• _AIM OF THE TASK_:
When a line of the records below contains the string "Duration", copy that whole line.

━━━ RAW DATA

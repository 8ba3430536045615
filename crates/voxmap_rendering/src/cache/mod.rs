//! Chunk tiles and the cache that builds them.

mod tile;
mod tile_cache;

pub use tile::{sample_chunk, ChunkTile};
pub use tile_cache::{BuildContext, CacheStats, ChunkTileCache, LoadReport};
//! # Minimap Configuration
//!
//! Loaded once at startup from TOML. Every field has a default, so an empty
//! file is a valid configuration.
//!
//! ```toml
//! [viewport]
//! size_px = 200
//! view_radius = 50.0
//! load_radius = 3
//! render_radius = 4
//! show_plants = false
//!
//! [colors]
//! fallback = { r = 100, g = 100, b = 100 }
//!
//! [cache]
//! retry_delay_ms = 1000
//! capacity = 0
//! ```

use std::path::{Path, PathBuf};
use std::time::Duration;

use serde::{Deserialize, Serialize};
use voxmap_shared::{ChunkCoord, Rgb, CHUNK_SIZE};

use crate::error::{MinimapError, MinimapResult};

/// Viewport geometry and surface-selection rules.
#[derive(Clone, Debug, PartialEq, Serialize, Deserialize)]
#[serde(default)]
pub struct ViewportConfig {
    /// Side of the square viewport, in pixels.
    pub size_px: u32,
    /// World-unit radius of the visible area around the player.
    pub view_radius: f32,
    /// Chunks (Chebyshev radius) built around the player.
    pub load_radius: u32,
    /// Chunks (Chebyshev radius) drawn around the player.
    pub render_radius: u32,
    /// Column walks start this far above the player's Y.
    pub scan_offset: f32,
    /// Count thin vegetation as surface.
    pub show_plants: bool,
    /// Radius of the player marker, in pixels.
    pub marker_radius_px: f32,
}

impl Default for ViewportConfig {
    fn default() -> Self {
        Self {
            size_px: 200,
            view_radius: 50.0,
            load_radius: 3,
            render_radius: 4,
            scan_offset: 20.0,
            show_plants: false,
            marker_radius_px: 4.0,
        }
    }
}

impl ViewportConfig {
    /// Pixels per world block.
    #[inline]
    #[must_use]
    pub fn block_size_px(&self) -> f32 {
        self.block_size_for(self.size_px)
    }

    /// Pixels per world block on a surface `size_px` wide.
    #[inline]
    #[must_use]
    pub fn block_size_for(&self, size_px: u32) -> f32 {
        size_px as f32 / (self.view_radius * 2.0)
    }

    /// Pixel side of one drawn chunk tile, rounded up by one pixel so
    /// neighbouring tiles overlap instead of leaving seams.
    #[inline]
    #[must_use]
    pub fn tile_draw_px(&self) -> u32 {
        self.tile_draw_for(self.size_px)
    }

    /// Tile side on a surface `size_px` wide. Saturates instead of overflowing.
    #[inline]
    #[must_use]
    pub fn tile_draw_for(&self, size_px: u32) -> u32 {
        let side = (CHUNK_SIZE as f32 * self.block_size_for(size_px)).ceil() as u32;
        side.saturating_add(1)
    }
}

/// Colors used by the color table and the compositor.
#[derive(Clone, Debug, PartialEq, Serialize, Deserialize)]
#[serde(default)]
pub struct ColorConfig {
    /// Color for blocks whose texture did not resolve or failed to load.
    pub fallback: Rgb,
    /// Player marker fill.
    pub marker_fill: Rgb,
    /// Player marker outline.
    pub marker_stroke: Rgb,
}

impl Default for ColorConfig {
    fn default() -> Self {
        Self {
            fallback: Rgb::GRAY,
            marker_fill: Rgb::WHITE,
            marker_stroke: Rgb::BLACK,
        }
    }
}

/// Chunk tile cache policy.
#[derive(Clone, Debug, PartialEq, Eq, Serialize, Deserialize)]
#[serde(default)]
pub struct CacheConfig {
    /// How long an empty chunk waits before it may be sampled again.
    pub retry_delay_ms: u64,
    /// Maximum ready tiles kept. `0` keeps every tile for the session.
    pub capacity: usize,
    /// Maximum chunk builds per frame. `0` builds the whole window at once.
    pub max_builds_per_frame: usize,
}

impl Default for CacheConfig {
    fn default() -> Self {
        Self {
            retry_delay_ms: 1000,
            capacity: 0,
            max_builds_per_frame: 0,
        }
    }
}

impl CacheConfig {
    /// Retry delay as a `Duration`.
    #[must_use]
    pub const fn retry_delay(&self) -> Duration {
        Duration::from_millis(self.retry_delay_ms)
    }
}

/// Where block textures come from.
#[derive(Clone, Debug, PartialEq, Eq, Serialize, Deserialize)]
#[serde(default)]
pub struct AssetConfig {
    /// Directory holding texture files. `None` uses in-memory textures.
    pub root: Option<PathBuf>,
    /// Last-resort asset key, `{id}` is replaced by the block id.
    pub default_template: String,
}

impl Default for AssetConfig {
    fn default() -> Self {
        Self {
            root: None,
            default_template: "defaultSurvival/renderItems/{id}.png".to_owned(),
        }
    }
}

/// Frame pacing and host polling.
#[derive(Clone, Debug, PartialEq, Eq, Serialize, Deserialize)]
#[serde(default)]
pub struct TimingConfig {
    /// Target frames per second.
    pub target_fps: u32,
    /// Interval between registry polls while the host is loading.
    pub registry_poll_ms: u64,
}

impl Default for TimingConfig {
    fn default() -> Self {
        Self {
            target_fps: 60,
            registry_poll_ms: 100,
        }
    }
}

impl TimingConfig {
    /// Frame budget derived from the target FPS.
    #[must_use]
    pub fn frame_budget(&self) -> Duration {
        Duration::from_secs(1) / self.target_fps.max(1)
    }

    /// Registry poll interval as a `Duration`.
    #[must_use]
    pub const fn registry_poll(&self) -> Duration {
        Duration::from_millis(self.registry_poll_ms)
    }
}

/// Complete minimap configuration.
#[derive(Clone, Debug, Default, PartialEq, Serialize, Deserialize)]
#[serde(default)]
pub struct MinimapConfig {
    /// Viewport geometry.
    pub viewport: ViewportConfig,
    /// Colors.
    pub colors: ColorConfig,
    /// Tile cache policy.
    pub cache: CacheConfig,
    /// Texture sources.
    pub assets: AssetConfig,
    /// Frame pacing.
    pub timing: TimingConfig,
}

impl MinimapConfig {
    /// Parses and validates a configuration from TOML text.
    ///
    /// # Errors
    ///
    /// Returns an error if the TOML is malformed or values are invalid.
    pub fn from_toml_str(source: &str) -> MinimapResult<Self> {
        let config: Self = toml::from_str(source)?;
        config.validate()?;
        Ok(config)
    }

    /// Loads and validates a configuration file.
    ///
    /// # Errors
    ///
    /// Returns an error if the file cannot be read, parsed or validated.
    pub fn load(path: &Path) -> MinimapResult<Self> {
        let source = std::fs::read_to_string(path).map_err(|source| MinimapError::ConfigIo {
            path: path.to_path_buf(),
            source,
        })?;
        Self::from_toml_str(&source)
    }

    /// Checks value ranges and cross-field consistency.
    ///
    /// # Errors
    ///
    /// Returns `InvalidConfig` describing the first bad value.
    pub fn validate(&self) -> MinimapResult<()> {
        let vp = &self.viewport;
        if vp.size_px == 0 {
            return Err(MinimapError::InvalidConfig("viewport.size_px must be > 0".into()));
        }
        if !(vp.view_radius.is_finite() && vp.view_radius > 0.0) {
            return Err(MinimapError::InvalidConfig(format!(
                "viewport.view_radius must be positive, got {}",
                vp.view_radius
            )));
        }
        // One block may not be wider than the whole viewport.
        if vp.block_size_px() > vp.size_px as f32 {
            return Err(MinimapError::InvalidConfig(format!(
                "viewport.view_radius {} leaves less than one block in view",
                vp.view_radius
            )));
        }
        if !vp.scan_offset.is_finite() {
            return Err(MinimapError::InvalidConfig("viewport.scan_offset must be finite".into()));
        }
        if !(vp.marker_radius_px.is_finite() && vp.marker_radius_px >= 0.0) {
            return Err(MinimapError::InvalidConfig(
                "viewport.marker_radius_px must be >= 0".into(),
            ));
        }
        let window = ChunkCoord::window_len(vp.render_radius.max(vp.load_radius));
        if self.cache.capacity != 0 && self.cache.capacity < window {
            return Err(MinimapError::InvalidConfig(format!(
                "cache.capacity {} cannot hold the {window}-chunk window",
                self.cache.capacity
            )));
        }
        if self.timing.target_fps == 0 {
            return Err(MinimapError::InvalidConfig("timing.target_fps must be > 0".into()));
        }
        if !self.assets.default_template.contains("{id}") {
            return Err(MinimapError::InvalidConfig(
                "assets.default_template must contain {id}".into(),
            ));
        }
        Ok(())
    }
}

#[cfg(test)]
mod tests {
    use super::*;

    #[test]
    fn test_empty_toml_is_default() {
        let config = MinimapConfig::from_toml_str("").unwrap();
        assert_eq!(config, MinimapConfig::default());
        assert_eq!(config.viewport.size_px, 200);
        assert_eq!(config.colors.fallback, Rgb::new(100, 100, 100));
    }

    #[test]
    fn test_partial_override() {
        let config = MinimapConfig::from_toml_str(
            r#"
            [viewport]
            show_plants = true
            load_radius = 2

            [colors]
            fallback = { r = 255, g = 0, b = 0 }
            "#,
        )
        .unwrap();
        assert!(config.viewport.show_plants);
        assert_eq!(config.viewport.load_radius, 2);
        assert_eq!(config.viewport.render_radius, 4);
        assert_eq!(config.colors.fallback, Rgb::new(255, 0, 0));
    }

    #[test]
    fn test_block_size() {
        let vp = ViewportConfig::default();
        assert!((vp.block_size_px() - 2.0).abs() < f32::EPSILON);
        assert_eq!(vp.tile_draw_px(), 33);
    }

    #[test]
    fn test_rejects_bad_values() {
        assert!(MinimapConfig::from_toml_str("[viewport]\nsize_px = 0").is_err());
        assert!(MinimapConfig::from_toml_str("[viewport]\nview_radius = -1.0").is_err());
        assert!(MinimapConfig::from_toml_str("[viewport]\nview_radius = 1e-7").is_err());
        assert!(MinimapConfig::from_toml_str("[viewport]\nview_radius = 0.4").is_err());
        assert!(MinimapConfig::from_toml_str("[viewport]\nview_radius = 0.5").is_ok());
        assert!(MinimapConfig::from_toml_str("[timing]\ntarget_fps = 0").is_err());
        assert!(MinimapConfig::from_toml_str("[assets]\ndefault_template = \"x.png\"").is_err());
    }

    #[test]
    fn test_tile_size_saturates() {
        let vp = ViewportConfig {
            view_radius: 1e-7,
            ..ViewportConfig::default()
        };
        assert_eq!(vp.tile_draw_px(), u32::MAX);
        assert_eq!(ViewportConfig::default().tile_draw_for(100), 17);
    }

    #[test]
    fn test_capacity_must_cover_window() {
        // render_radius 4 => 81 chunks
        let err = MinimapConfig::from_toml_str("[cache]\ncapacity = 80").unwrap_err();
        assert!(matches!(err, MinimapError::InvalidConfig(_)));
        assert!(MinimapConfig::from_toml_str("[cache]\ncapacity = 81").is_ok());
    }

    #[test]
    fn test_malformed_toml() {
        let err = MinimapConfig::from_toml_str("[viewport\n").unwrap_err();
        assert!(matches!(err, MinimapError::ConfigParse(_)));
    }
}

━━━━━━

• _OUTPUT FOR THIS EXERCISE_:
use std::time::Duration;
    /// Retry delay as a `Duration`.
    pub const fn retry_delay(&self) -> Duration {
        Duration::from_millis(self.retry_delay_ms)
    pub fn frame_budget(&self) -> Duration {
        Duration::from_secs(1) / self.target_fps.max(1)
    /// Registry poll interval as a `Duration`.
    pub const fn registry_poll(&self) -> Duration {
        Duration::from_millis(self.registry_poll_ms)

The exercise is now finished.